About this exercise
From the data below, copy each line that includes the word "failure".

[Collected data]
* * * * * * *

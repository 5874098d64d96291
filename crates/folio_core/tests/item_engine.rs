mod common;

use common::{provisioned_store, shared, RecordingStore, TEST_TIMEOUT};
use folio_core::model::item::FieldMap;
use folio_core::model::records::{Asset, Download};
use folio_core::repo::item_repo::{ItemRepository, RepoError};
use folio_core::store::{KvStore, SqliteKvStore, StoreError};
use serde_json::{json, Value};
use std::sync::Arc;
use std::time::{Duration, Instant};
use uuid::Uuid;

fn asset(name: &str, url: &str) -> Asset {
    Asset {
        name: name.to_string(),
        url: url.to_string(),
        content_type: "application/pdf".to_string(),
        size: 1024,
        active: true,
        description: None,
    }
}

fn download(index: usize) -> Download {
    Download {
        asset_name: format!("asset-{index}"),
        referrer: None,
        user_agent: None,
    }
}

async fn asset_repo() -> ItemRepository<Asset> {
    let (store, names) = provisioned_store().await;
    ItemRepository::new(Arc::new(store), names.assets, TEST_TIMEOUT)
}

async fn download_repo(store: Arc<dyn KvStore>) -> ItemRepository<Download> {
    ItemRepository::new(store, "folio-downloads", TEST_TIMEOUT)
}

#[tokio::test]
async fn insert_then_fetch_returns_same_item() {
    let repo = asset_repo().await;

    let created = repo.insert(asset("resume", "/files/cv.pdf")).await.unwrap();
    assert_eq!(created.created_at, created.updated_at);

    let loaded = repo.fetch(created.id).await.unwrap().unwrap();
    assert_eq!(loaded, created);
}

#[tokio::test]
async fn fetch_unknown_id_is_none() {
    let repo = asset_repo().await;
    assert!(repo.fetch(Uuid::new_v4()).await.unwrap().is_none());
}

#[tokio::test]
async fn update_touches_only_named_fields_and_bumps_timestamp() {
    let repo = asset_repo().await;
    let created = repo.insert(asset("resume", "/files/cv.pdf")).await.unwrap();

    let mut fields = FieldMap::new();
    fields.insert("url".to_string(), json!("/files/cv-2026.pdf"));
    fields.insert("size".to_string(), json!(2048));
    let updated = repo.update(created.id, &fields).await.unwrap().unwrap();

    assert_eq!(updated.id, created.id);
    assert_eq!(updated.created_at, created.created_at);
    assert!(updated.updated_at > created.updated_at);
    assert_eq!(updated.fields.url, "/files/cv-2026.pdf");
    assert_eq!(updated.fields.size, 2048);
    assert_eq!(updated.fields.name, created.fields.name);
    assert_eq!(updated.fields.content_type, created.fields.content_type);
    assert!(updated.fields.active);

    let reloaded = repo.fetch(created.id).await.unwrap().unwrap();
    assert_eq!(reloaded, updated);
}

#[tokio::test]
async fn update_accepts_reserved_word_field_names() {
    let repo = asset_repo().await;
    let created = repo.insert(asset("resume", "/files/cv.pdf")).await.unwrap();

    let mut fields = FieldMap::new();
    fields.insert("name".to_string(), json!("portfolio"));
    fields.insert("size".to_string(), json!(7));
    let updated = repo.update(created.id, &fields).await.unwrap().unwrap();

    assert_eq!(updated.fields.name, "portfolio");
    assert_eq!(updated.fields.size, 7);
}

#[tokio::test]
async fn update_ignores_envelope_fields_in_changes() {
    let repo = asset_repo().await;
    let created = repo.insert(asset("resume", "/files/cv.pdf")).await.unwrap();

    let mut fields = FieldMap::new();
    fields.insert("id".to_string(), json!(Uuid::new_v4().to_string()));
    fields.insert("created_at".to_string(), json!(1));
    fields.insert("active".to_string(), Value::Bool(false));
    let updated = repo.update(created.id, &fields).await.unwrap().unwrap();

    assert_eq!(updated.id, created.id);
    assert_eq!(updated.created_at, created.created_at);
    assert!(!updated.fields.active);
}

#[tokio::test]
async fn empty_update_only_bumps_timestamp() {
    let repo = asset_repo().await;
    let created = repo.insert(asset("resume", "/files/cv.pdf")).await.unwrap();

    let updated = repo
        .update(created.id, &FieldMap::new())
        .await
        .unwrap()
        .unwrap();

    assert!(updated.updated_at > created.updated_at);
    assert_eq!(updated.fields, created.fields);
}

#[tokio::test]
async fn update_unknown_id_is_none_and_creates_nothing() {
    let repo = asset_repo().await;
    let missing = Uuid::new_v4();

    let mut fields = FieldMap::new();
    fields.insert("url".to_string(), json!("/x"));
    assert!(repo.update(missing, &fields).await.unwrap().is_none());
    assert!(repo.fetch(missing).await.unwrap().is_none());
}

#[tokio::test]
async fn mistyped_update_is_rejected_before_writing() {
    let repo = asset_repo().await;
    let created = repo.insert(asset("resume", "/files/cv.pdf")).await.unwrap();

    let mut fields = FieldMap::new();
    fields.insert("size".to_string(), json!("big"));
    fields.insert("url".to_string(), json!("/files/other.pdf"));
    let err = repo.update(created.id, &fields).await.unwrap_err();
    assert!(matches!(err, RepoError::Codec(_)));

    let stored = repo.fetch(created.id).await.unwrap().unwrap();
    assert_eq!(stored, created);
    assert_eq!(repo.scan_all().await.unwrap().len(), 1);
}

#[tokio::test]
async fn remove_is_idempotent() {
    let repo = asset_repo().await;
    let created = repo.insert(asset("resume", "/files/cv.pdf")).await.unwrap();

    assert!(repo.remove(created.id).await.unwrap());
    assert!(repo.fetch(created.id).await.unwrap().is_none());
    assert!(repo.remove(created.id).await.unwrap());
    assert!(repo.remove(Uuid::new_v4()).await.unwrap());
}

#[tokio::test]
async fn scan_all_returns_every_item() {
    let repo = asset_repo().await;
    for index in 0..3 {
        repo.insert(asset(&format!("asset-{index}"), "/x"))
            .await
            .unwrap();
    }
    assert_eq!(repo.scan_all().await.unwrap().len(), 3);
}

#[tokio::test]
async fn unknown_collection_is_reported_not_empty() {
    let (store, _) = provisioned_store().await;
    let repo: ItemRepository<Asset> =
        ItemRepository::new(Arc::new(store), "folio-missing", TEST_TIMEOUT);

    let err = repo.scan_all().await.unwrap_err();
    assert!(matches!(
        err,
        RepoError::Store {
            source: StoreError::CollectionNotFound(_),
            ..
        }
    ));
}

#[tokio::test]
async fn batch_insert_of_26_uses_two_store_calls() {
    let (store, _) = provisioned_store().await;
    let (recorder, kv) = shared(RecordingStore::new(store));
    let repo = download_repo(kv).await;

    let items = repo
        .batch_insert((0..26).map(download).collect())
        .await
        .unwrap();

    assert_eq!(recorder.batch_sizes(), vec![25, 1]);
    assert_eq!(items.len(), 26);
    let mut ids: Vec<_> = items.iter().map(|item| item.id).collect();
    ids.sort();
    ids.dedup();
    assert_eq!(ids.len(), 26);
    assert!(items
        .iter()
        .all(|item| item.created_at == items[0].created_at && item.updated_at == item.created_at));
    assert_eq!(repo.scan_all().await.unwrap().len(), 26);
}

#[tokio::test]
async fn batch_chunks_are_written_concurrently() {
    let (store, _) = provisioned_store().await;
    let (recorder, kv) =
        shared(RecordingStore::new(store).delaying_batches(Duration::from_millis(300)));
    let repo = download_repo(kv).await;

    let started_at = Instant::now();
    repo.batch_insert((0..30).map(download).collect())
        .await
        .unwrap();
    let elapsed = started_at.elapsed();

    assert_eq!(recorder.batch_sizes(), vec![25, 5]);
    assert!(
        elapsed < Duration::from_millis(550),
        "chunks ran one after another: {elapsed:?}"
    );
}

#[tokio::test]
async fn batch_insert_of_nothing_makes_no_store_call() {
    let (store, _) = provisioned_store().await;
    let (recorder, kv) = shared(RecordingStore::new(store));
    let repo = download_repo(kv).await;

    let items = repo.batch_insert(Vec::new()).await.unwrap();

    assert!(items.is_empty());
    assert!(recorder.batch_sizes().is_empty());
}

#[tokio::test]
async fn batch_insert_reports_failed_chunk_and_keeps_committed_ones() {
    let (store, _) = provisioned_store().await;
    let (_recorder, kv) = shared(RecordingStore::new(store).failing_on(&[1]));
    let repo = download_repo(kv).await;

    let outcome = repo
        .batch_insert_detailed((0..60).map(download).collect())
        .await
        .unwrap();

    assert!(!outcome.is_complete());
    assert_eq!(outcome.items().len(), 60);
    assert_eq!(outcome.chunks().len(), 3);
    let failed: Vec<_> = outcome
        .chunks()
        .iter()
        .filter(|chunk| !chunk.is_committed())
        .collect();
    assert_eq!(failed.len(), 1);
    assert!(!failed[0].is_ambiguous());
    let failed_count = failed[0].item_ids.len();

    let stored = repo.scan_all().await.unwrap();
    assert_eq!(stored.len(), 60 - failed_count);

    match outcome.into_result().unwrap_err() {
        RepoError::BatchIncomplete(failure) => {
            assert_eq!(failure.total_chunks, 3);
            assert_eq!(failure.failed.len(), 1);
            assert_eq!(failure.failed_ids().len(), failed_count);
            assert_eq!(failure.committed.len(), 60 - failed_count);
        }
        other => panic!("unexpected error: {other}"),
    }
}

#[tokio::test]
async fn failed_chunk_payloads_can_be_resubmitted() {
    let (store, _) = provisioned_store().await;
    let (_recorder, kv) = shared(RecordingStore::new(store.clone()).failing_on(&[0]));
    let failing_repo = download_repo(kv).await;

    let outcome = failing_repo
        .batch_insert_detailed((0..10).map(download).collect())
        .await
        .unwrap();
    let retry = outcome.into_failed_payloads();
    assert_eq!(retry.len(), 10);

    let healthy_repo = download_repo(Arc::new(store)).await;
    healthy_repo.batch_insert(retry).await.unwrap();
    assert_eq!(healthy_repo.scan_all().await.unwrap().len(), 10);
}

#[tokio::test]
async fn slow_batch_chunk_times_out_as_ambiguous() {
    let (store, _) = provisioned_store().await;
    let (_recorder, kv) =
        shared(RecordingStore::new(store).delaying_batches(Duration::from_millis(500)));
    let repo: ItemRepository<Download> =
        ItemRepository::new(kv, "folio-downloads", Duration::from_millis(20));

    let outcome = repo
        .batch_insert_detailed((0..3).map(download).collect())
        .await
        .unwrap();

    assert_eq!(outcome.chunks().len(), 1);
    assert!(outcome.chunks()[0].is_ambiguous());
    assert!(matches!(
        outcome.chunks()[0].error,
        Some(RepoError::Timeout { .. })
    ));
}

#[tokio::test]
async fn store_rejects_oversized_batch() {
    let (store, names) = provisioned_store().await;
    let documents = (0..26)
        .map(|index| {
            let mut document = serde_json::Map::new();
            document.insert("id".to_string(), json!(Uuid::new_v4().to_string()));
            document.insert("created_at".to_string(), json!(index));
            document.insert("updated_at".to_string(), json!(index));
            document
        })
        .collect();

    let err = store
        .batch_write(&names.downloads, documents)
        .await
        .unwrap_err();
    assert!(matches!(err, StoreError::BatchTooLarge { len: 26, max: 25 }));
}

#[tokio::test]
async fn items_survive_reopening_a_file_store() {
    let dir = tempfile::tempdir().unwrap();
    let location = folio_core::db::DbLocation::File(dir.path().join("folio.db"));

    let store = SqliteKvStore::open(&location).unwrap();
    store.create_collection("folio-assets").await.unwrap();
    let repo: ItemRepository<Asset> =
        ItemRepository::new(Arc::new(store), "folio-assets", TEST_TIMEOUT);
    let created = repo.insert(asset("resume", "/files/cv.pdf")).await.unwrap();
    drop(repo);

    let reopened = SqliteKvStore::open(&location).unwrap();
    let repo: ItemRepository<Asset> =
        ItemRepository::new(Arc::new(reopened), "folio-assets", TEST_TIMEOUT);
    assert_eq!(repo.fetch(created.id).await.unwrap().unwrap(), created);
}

* * * * * * *

Response to the task
        RepoError::BatchIncomplete(failure) => {
            assert_eq!(failure.total_chunks, 3);
            assert_eq!(failure.failed.len(), 1);
            assert_eq!(failure.failed_ids().len(), failed_count);
            assert_eq!(failure.committed.len(), 60 - failed_count);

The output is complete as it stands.